Italian Roman Catholic saint

Attala or Atala (died 622) was a disciple of Columbanus and his successor as abbot of Bobbio from 615.

Attala was originally from Burgundy, and first became a monk at the abbey of Lérins. Displeased with the loose discipline prevailing there, he instead entered the abbey of Luxeuil, which had just been founded by Columbanus. When the latter was expelled from Luxeuil by King Theuderic II, Attala would have succeeded him as abbot, but preferred to follow him into exile. They settled on the banks of the river Trebbia, a little northeast of Genoa, where they together founded Bobbio.
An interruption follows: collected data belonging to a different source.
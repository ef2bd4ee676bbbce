pub mod adapters;
pub mod api;
pub mod app;
pub mod cli;
pub mod commission;
pub mod config;
pub mod connection;
pub mod domain;
pub mod error;
pub mod funds;
pub mod gateway;
pub mod groups;
pub mod lookup_cache;
pub mod persistence;
pub mod secrets;
pub mod services;
pub mod venue;

#[cfg(test)]
pub(crate) mod test_support;

pub use app::{Components, Dependencies};
pub use config::AppConfig;
pub use connection::{ConnectionManager, ManagedConnection};
pub use error::{ErrorKind, GatewayError, Result};
pub use funds::{FallbackPolicy, FundRouter};
pub use gateway::AccountGateway;
pub use groups::GroupDirectory;
pub use lookup_cache::FailedLookupCache;
pub use persistence::{MemoryStore, RecordStore, SettingsSource};
use axum::{
    extract::{Path, Query, State},
    http::{HeaderMap, StatusCode},
    Json,
};

use crate::api::{
    auth::ensure_admin_authorized,
    state::AppState,
    types::*,
};
use crate::domain::TradingGroup;
use crate::groups::SyncReport;

/// GET /api/groups?active_only=
pub async fn get_groups(
    State(state): State<AppState>,
    headers: HeaderMap,
    Query(query): Query<GroupsQuery>,
) -> std::result::Result<Json<GroupsResponse>, (StatusCode, String)> {
    ensure_admin_authorized(&headers, &state.tokens)?;
    let groups = state
        .groups
        .list_groups(query.active_only)
        .await
        .map_err(reject)?;
    Ok(Json(GroupsResponse {
        count: groups.len(),
        groups,
    }))
}

/// POST /api/groups/sync
pub async fn sync_groups(
    State(state): State<AppState>,
    headers: HeaderMap,
) -> std::result::Result<Json<SyncReport>, (StatusCode, String)> {
    ensure_admin_authorized(&headers, &state.tokens)?;
    let report = state.groups.sync_report().await.map_err(reject)?;
    Ok(Json(report))
}

/// PUT /api/groups/:name/default
pub async fn put_default_group(
    State(state): State<AppState>,
    headers: HeaderMap,
    Path(name): Path<String>,
) -> std::result::Result<Json<TradingGroup>, (StatusCode, String)> {
    ensure_admin_authorized(&headers, &state.tokens)?;
    let group = state.groups.set_default(&name).await.map_err(reject)?;
    Ok(Json(group))
}

/// PUT /api/groups/:name/demo-default
pub async fn put_demo_default_group(
    State(state): State<AppState>,
    headers: HeaderMap,
    Path(name): Path<String>,
) -> std::result::Result<Json<TradingGroup>, (StatusCode, String)> {
    ensure_admin_authorized(&headers, &state.tokens)?;
    let group = state.groups.set_demo_default(&name).await.map_err(reject)?;
    Ok(Json(group))
}

/// PUT /api/groups/:name/alias
pub async fn put_group_alias(
    State(state): State<AppState>,
    headers: HeaderMap,
    Path(name): Path<String>,
    Json(body): Json<AliasBody>,
) -> std::result::Result<Json<TradingGroup>, (StatusCode, String)> {
    ensure_admin_authorized(&headers, &state.tokens)?;
    let group = state
        .groups
        .set_alias(&name, body.alias.as_deref())
        .await
        .map_err(reject)?;
    Ok(Json(group))
}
After the Columbanus' death in 615, Attala succeeded him as abbot. He and his monks suffered many hardships at the hands of King Arioald, who was an Arian and not a Catholic. As abbot, Attala insisted on strict discipline and when a large number of his monks rebelled, declaring his discipline too rigorous, he permitted them to leave the monastery. According to Attala's biographer, Jonas, when some of these monks perished miserably, the others considered their deaths a punishment from God and returned to the monastery. Attala also restored the binding of the books in the monastic library. A surviving palimpsest copy of the works of Ulfilas bears the inscription "a book from the cupboard of lord Atala" (l[iber] de arca domno atalani).

Attala was buried in Bobbio, where his liturgical feast is celebrated on March 10.